pub mod handlers;
pub mod setup;

use std::path::PathBuf;

use clap::{value_parser, Arg, ArgAction, Command};

pub fn build_cli() -> Command {
    Command::new("timeflow")
        .version(env!("CARGO_PKG_VERSION"))
        .about("Score TimeFlow activity: XP, levels and achievements")
        .subcommand_required(true)
        .arg(
            Arg::new("config")
                .long("config")
                .global(true)
                .value_name("PATH")
                .value_parser(value_parser!(PathBuf))
                .help("Scoring config TOML (overrides TIMEFLOW_CONFIG and the global config)"),
        )
        .arg(
            Arg::new("json")
                .long("json")
                .global(true)
                .action(ArgAction::SetTrue)
                .help("Print machine-readable JSON"),
        )
        .subcommand(cmd_init())
        .subcommand(cmd_apply())
        .subcommand(cmd_level())
        .subcommand(cmd_award())
        .subcommand(cmd_catalog())
        .subcommand(cmd_stats())
}

fn path_arg(name: &'static str, help: &'static str) -> Arg {
    Arg::new(name)
        .long(name)
        .required(true)
        .value_name("PATH")
        .value_parser(value_parser!(PathBuf))
        .help(help)
}

fn cmd_init() -> Command {
    Command::new("init")
        .about("Create a fresh gamification snapshot")
        .arg(
            Arg::new("user")
                .long("user")
                .required(true)
                .value_name("ID")
                .help("Owning user id"),
        )
        .arg(path_arg("out", "Where to write the snapshot"))
        .arg(
            Arg::new("force")
                .long("force")
                .action(ArgAction::SetTrue)
                .help("Overwrite an existing snapshot"),
        )
}

fn cmd_apply() -> Command {
    Command::new("apply")
        .about("Apply activity events to a snapshot")
        .arg(path_arg("snapshot", "Snapshot JSON file"))
        .arg(path_arg("events", "Activity events, one JSON object per line"))
        .arg(
            Arg::new("write")
                .long("write")
                .action(ArgAction::SetTrue)
                .help("Write the updated snapshot back"),
        )
        .arg(
            Arg::new("expect-revision")
                .long("expect-revision")
                .value_name("N")
                .value_parser(value_parser!(u64))
                .help("Fail unless the snapshot is at this revision"),
        )
}

fn cmd_level() -> Command {
    Command::new("level")
        .about("Show the level for an XP total")
        .arg(
            Arg::new("xp")
                .required(true)
                .allow_negative_numbers(true)
                .value_parser(value_parser!(i64))
                .help("Cumulative XP"),
        )
}

fn cmd_award() -> Command {
    Command::new("award")
        .about("Look up the XP reward for a source")
        .arg(
            Arg::new("source")
                .required(true)
                .help("XP source tag, e.g. task_completed_high"),
        )
        .arg(
            Arg::new("minutes")
                .long("minutes")
                .value_parser(value_parser!(u64))
                .help("Minutes tracked (time_tracked)"),
        )
        .arg(
            Arg::new("streak")
                .long("streak")
                .value_parser(value_parser!(u32))
                .help("Streak length in days (habit_streak_milestone)"),
        )
        .arg(
            Arg::new("percent")
                .long("percent")
                .value_parser(value_parser!(u8))
                .help("Milestone percent (goal_milestone)"),
        )
        .arg(
            Arg::new("title")
                .long("title")
                .help("Task, habit, goal or achievement title"),
        )
}

fn cmd_catalog() -> Command {
    Command::new("catalog")
        .about("List achievement definitions")
        .arg(
            Arg::new("category")
                .long("category")
                .help("Only show one category (tasks, habits, goals, time, streaks, special)"),
        )
}

fn cmd_stats() -> Command {
    Command::new("stats")
        .about("Rebuild activity stats from an event file")
        .arg(path_arg("events", "Activity events, one JSON object per line"))
}
impl UserGamification {
    /// Fresh profile: no XP, level 1, every achievement locked.
    #[must_use]
    pub fn new(user_id: UserId, now: DateTime<Utc>) -> Self {
        Self {
            user_id,
            xp: 0,
            level: 1,
            achievements: achievements::catalog(),
            stats: UserStats::default(),
            revision: 0,
            last_login_on: None,
            created_at: now,
            updated_at: now,
        }
    }

    /// Normalize a snapshot read from storage.
    ///
    /// The cached level is recomputed from XP with `curve` and the
    /// achievement list is aligned with the current catalog.
    ///
    /// # Errors
    ///
    /// Returns `Error::NonMonotonicTimestamps` if `updated_at < created_at`.
    pub fn reconstruct(snapshot: Self, curve: &LevelCurve) -> Result<Self> {
        if snapshot.updated_at < snapshot.created_at {
            return Err(Error::NonMonotonicTimestamps {
                created_at: snapshot.created_at,
                updated_at: snapshot.updated_at,
            });
        }

        let level = curve.level_for_xp(snapshot.xp);
        if level != snapshot.level {
            debug!(
                user_id = %snapshot.user_id,
                stored = snapshot.level,
                computed = level,
                "recomputed cached level"
            );
        }

        Ok(Self {
            level,
            achievements: achievements::reconcile(&snapshot.achievements),
            ..snapshot
        })
    }

    /// Parse a JSON snapshot and normalize it.
    ///
    /// # Errors
    ///
    /// Returns `Error::InvalidArgument` for malformed JSON (including
    /// negative XP) and any error from [`Self::reconstruct`].
    pub fn from_json(input: &str, curve: &LevelCurve) -> Result<Self> {
        serde_json::from_str::<Self>(input)
            .map_err(|e| Error::invalid(format!("malformed gamification snapshot: {e}")))?
            .pipe(|snapshot| Self::reconstruct(snapshot, curve))
    }

    /// Level breakdown on `curve`.
    #[must_use]
    pub fn level_info(&self, curve: &LevelCurve) -> LevelInfo {
        curve.level_info(self.xp)
    }

    /// Find an achievement by id.
    ///
    /// # Errors
    ///
    /// Returns `Error::AchievementNotFound` for ids outside the catalog.
    pub fn achievement(&self, id: &str) -> Result<&Achievement> {
        self.achievements
            .iter()
            .find(|a| a.id == id)
            .ok_or_else(|| Error::AchievementNotFound(id.to_string()))
    }

    /// Number of unlocked achievements.
    #[must_use]
    pub fn unlocked_count(&self) -> usize {
        self.achievements.iter().filter(|a| a.unlocked).count()
    }

    /// Guard a read-modify-write against concurrent writers.
    ///
    /// # Errors
    ///
    /// Returns `Error::StaleSnapshot` when `expected` differs from the
    /// snapshot's revision.
    pub const fn check_revision(&self, expected: u64) -> Result<()> {
        if self.revision == expected {
            Ok(())
        } else {
            Err(Error::StaleSnapshot {
                expected,
                actual: self.revision,
            })
        }
    }

    /// XP rewards earned directly by `event`, before achievement bonuses.
    ///
    /// # Errors
    ///
    /// Propagates `Error::InvalidArgument` from the award table.
    pub fn event_rewards(
        &self,
        event: &ActivityEvent,
        config: &ScoringConfig,
    ) -> Result<Vec<XpReward>> {
        let awards = &config.awards;
        let reward = match event {
            ActivityEvent::TaskCompleted(task) => {
                let context = AwardContext {
                    subject: task.title.clone(),
                    ..AwardContext::default()
                };
                Some(awards.award_for(XpSource::for_task(task.priority), &context)?)
            }
            ActivityEvent::HabitCompleted(habit)
                if config.is_streak_milestone(habit.current_streak) =>
            {
                let context = AwardContext {
                    subject: habit.title.clone(),
                    ..AwardContext::default()
                }
                .with_streak_days(habit.current_streak);
                Some(awards.award_for(XpSource::HabitStreakMilestone, &context)?)
            }
            ActivityEvent::GoalMilestone(goal) => {
                let context = AwardContext {
                    subject: goal.title.clone(),
                    ..AwardContext::default()
                }
                .with_milestone_percent(goal.percent);
                Some(awards.award_for(XpSource::GoalMilestone, &context)?)
            }
            ActivityEvent::GoalCompleted(goal) => {
                let context = AwardContext {
                    subject: goal.title.clone(),
                    ..AwardContext::default()
                };
                Some(awards.award_for(XpSource::GoalCompleted, &context)?)
            }
            ActivityEvent::TimeEntryClosed(entry) => {
                let context = AwardContext::default().with_minutes(entry.duration_minutes);
                Some(awards.award_for(XpSource::TimeTracked, &context)?)
            }
            ActivityEvent::DailyLogin(login) if self.is_new_login_day(login.date) => {
                Some(awards.award_for(XpSource::DailyLogin, &AwardContext::default())?)
            }
            ActivityEvent::HabitCompleted(_)
            | ActivityEvent::DailyLogin(_)
            | ActivityEvent::DayClosed(_) => None,
        };
        Ok(reward.into_iter().collect())
    }

    fn is_new_login_day(&self, date: NaiveDate) -> bool {
        self.last_login_on.map_or(true, |last| date > last)
    }

    /// Apply one activity event.
    ///
    /// Steps, in order: validate the event, fold it into the stats, award
    /// the event's own XP, evaluate achievements, award one unlock bonus per
    /// newly unlocked achievement, then recompute the level.
    ///
    /// # Errors
    ///
    /// Returns `Error::InvalidArgument` for events failing validation.
    pub fn apply(
        &self,
        event: &ActivityEvent,
        config: &ScoringConfig,
        now: DateTime<Utc>,
    ) -> Result<Applied> {
        event.validate()?;

        let stats = self.stats.apply(event);
        let mut rewards: Vector<XpReward> = self.event_rewards(event, config)?.into_iter().collect();

        let evaluation = achievements::evaluate(&stats, &self.achievements, now);
        for achievement in &evaluation.newly_unlocked {
            let context = AwardContext::default().with_subject(achievement.title.clone());
            rewards.push_back(
                config
                    .awards
                    .award_for(XpSource::AchievementUnlocked, &context)?,
            );
            info!(
                user_id = %self.user_id,
                achievement_id = %achievement.id,
                "achievement unlocked"
            );
        }

        let gained = rewards
            .iter()
            .fold(0_u64, |sum, reward| sum.saturating_add(reward.amount));
        let xp = self.xp.saturating_add(gained);
        let level = config.level.level_for_xp(xp);
        let leveled_up = level > self.level;
        if leveled_up {
            info!(user_id = %self.user_id, from = self.level, to = level, "level up");
        }

        let last_login_on = match event {
            ActivityEvent::DailyLogin(login) if self.is_new_login_day(login.date) => {
                Some(login.date)
            }
            _ => self.last_login_on,
        };

        debug!(
            user_id = %self.user_id,
            event = %event,
            xp_gained = gained,
            revision = self.revision.saturating_add(1),
            "applied activity event"
        );

        let snapshot = Self {
            xp,
            level,
            achievements: evaluation.updated,
            stats,
            revision: self.revision.saturating_add(1),
            last_login_on,
            updated_at: now.max(self.updated_at),
            ..self.clone()
        };

        Ok(Applied {
            snapshot,
            rewards,
            newly_unlocked: evaluation.newly_unlocked,
            leveled_up,
        })
    }

    /// Apply `events` in order, collecting every reward and unlock.
    ///
    /// # Errors
    ///
    /// Stops at the first invalid event; nothing is applied in that case.
    pub fn apply_all<'a>(
        &self,
        events: impl IntoIterator<Item = &'a ActivityEvent>,
        config: &ScoringConfig,
        now: DateTime<Utc>,
    ) -> Result<Applied> {
        let start = Applied {
            snapshot: self.clone(),
            rewards: Vector::new(),
            newly_unlocked: Vector::new(),
            leveled_up: false,
        };

        events.into_iter().try_fold(start, |acc, event| {
            let step = acc.snapshot.apply(event, config, now)?;
            Ok(Applied {
                snapshot: step.snapshot,
                rewards: acc.rewards + step.rewards,
                newly_unlocked: acc.newly_unlocked + step.newly_unlocked,
                leveled_up: acc.leveled_up || step.leveled_up,
            })
        })
    }
}
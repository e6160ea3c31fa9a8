//! Source graph as handed over by the model parser.

pub mod edge;

use crate::core::op::Attributes;
use crate::core::types::{ConstantValue, ElementType, PartialShape};
use crate::error::{TranslateError, TranslateResult};
use serde::{Deserialize, Serialize};
use std::collections::BTreeMap;
use std::path::Path;

pub use edge::{InputRef, OutputMode, OutputPlace};

fn one() -> usize {
    1
}

#[derive(Debug, Clone, PartialEq, Serialize, Deserialize)]
pub struct OpDef {
    pub name: String,
    #[serde(rename = "type")]
    pub op_type: String,
    #[serde(default)]
    pub inputs: Vec<InputRef>,
    #[serde(default = "one")]
    pub num_outputs: usize,
    #[serde(default)]
    pub attrs: Attributes,
}

#[derive(Debug, Clone, PartialEq, Serialize, Deserialize)]
pub struct InputPlace {
    pub name: String,
    #[serde(default)]
    pub shape: PartialShape,
    #[serde(default)]
    pub element_type: ElementType,
    /// Frozen value; such an input becomes a constant instead of a parameter.
    #[serde(default)]
    pub value: Option<ConstantValue>,
}

impl InputPlace {
    pub fn new(name: impl Into<String>, element_type: ElementType, shape: PartialShape) -> Self {
        Self { name: name.into(), shape, element_type, value: None }
    }
}

#[derive(Debug, Clone, PartialEq, Default, Serialize, Deserialize)]
pub struct SourceGraph {
    #[serde(default)]
    pub name: Option<String>,
    #[serde(default)]
    pub operations: Vec<OpDef>,
    #[serde(default)]
    pub inputs: Vec<InputPlace>,
    #[serde(default)]
    pub outputs: Vec<OutputPlace>,
    /// Requested order of the translated parameters, by name.
    #[serde(default)]
    pub input_names: Vec<String>,
    /// Requested order of the translated results, by name.
    #[serde(default)]
    pub output_names: Vec<String>,
    #[serde(default)]
    pub saved_model_inputs: Option<BTreeMap<String, String>>,
    #[serde(default)]
    pub saved_model_outputs: Option<BTreeMap<String, String>>,
    /// Body graphs referenced by operation type (loop and branch bodies).
    #[serde(default)]
    pub functions: BTreeMap<String, SourceGraph>,
}

impl SourceGraph {
    pub fn from_json(json: &str) -> TranslateResult<Self> {
        Ok(serde_json::from_str(json)?)
    }

    pub fn from_file(path: &Path) -> TranslateResult<Self> {
        let content = std::fs::read_to_string(path)?;
        Self::from_json(&content)
    }

    pub fn operation(&self, name: &str) -> Option<&OpDef> {
        self.operations.iter().find(|op| op.name == name)
    }

    pub fn has_function(&self, identity: &str) -> bool {
        self.functions.contains_key(identity)
    }

    /// Fresh copy of a body graph, ready to be specialized.
    pub fn body_graph(&self, identity: &str) -> Option<SourceGraph> {
        self.functions.get(identity).map(|body| {
            let mut body = body.clone();
            body.name.get_or_insert_with(|| identity.to_string());
            body
        })
    }

    /// Input places the caller has to feed. Frozen places carry their own value.
    pub fn formal_inputs(&self) -> impl Iterator<Item = &InputPlace> + '_ {
        self.inputs.iter().filter(|place| place.value.is_none())
    }

    /// Pins the formal inputs to what the caller passes in. Only known facts are
    /// copied: a dynamic caller type or a shape of unknown rank leaves the input as is.
    pub fn specialize(&mut self, shapes: &[PartialShape], types: &[ElementType]) -> TranslateResult<()> {
        let expected = self.formal_inputs().count();
        if expected != shapes.len() || shapes.len() != types.len() {
            return Err(TranslateError::BodyArity {
                body: self.name.clone().unwrap_or_default(),
                expected,
                actual: shapes.len(),
            });
        }
        let formal = self.inputs.iter_mut().filter(|place| place.value.is_none());
        for ((place, shape), ty) in formal.zip(shapes).zip(types) {
            if ty.is_static() {
                place.element_type = *ty;
            }
            if shape.is_rank_static() {
                place.shape = shape.clone();
            }
        }
        Ok(())
    }
}
//! Structural errors. Any of these aborts the translation pass that raised it.
//!
//! Failures inside a single translator are not represented here: they are
//! plain `anyhow::Error` values that the driver turns into framework nodes.

#[derive(Debug, thiserror::Error)]
pub enum TranslateError {
    /// A name was registered twice in the operation map.
    #[error("operation '{name}' has already been registered")]
    DuplicateOperation { name: String },

    #[error("no output port in group '{group}' with index {index}: {detail}")]
    PortResolution {
        group: String,
        index: usize,
        detail: String,
    },

    #[error(
        "cannot prepare input {input} of operation '{operation}', expected producer '{producer}' port {port}: {detail}"
    )]
    InputResolution {
        operation: String,
        input: usize,
        producer: String,
        port: usize,
        detail: String,
    },

    #[error("there is no operation with name '{name}'")]
    MissingOperation { name: String },

    #[error("output port {port} of operation '{operation}' does not exist")]
    OutputPort { operation: String, port: usize },

    #[error("number of inputs ({expected}) and arguments ({actual}) of body graph '{body}' do not match")]
    BodyArity {
        body: String,
        expected: usize,
        actual: usize,
    },

    #[error("body graph '{body}' contains a cycle")]
    BodyCycle { body: String },

    #[error("cannot reorder {kind}: {detail}")]
    Reorder { kind: &'static str, detail: String },

    #[error("invalid input edge '{0}'")]
    InvalidEdge(String),

    #[error("invalid output place '{0}'")]
    InvalidOutputPlace(String),

    #[error("failed to parse source graph: {0}")]
    Parse(#[from] serde_json::Error),

    #[error("failed to read source graph: {0}")]
    Io(#[from] std::io::Error),
}

pub type TranslateResult<T> = Result<T, TranslateError>;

Work order: Scan the entries and show every line in which the word "SourceGraph" is found.

Response to this task:
pub struct SourceGraph {
    pub functions: BTreeMap<String, SourceGraph>,
impl SourceGraph {
    pub fn body_graph(&self, identity: &str) -> Option<SourceGraph> {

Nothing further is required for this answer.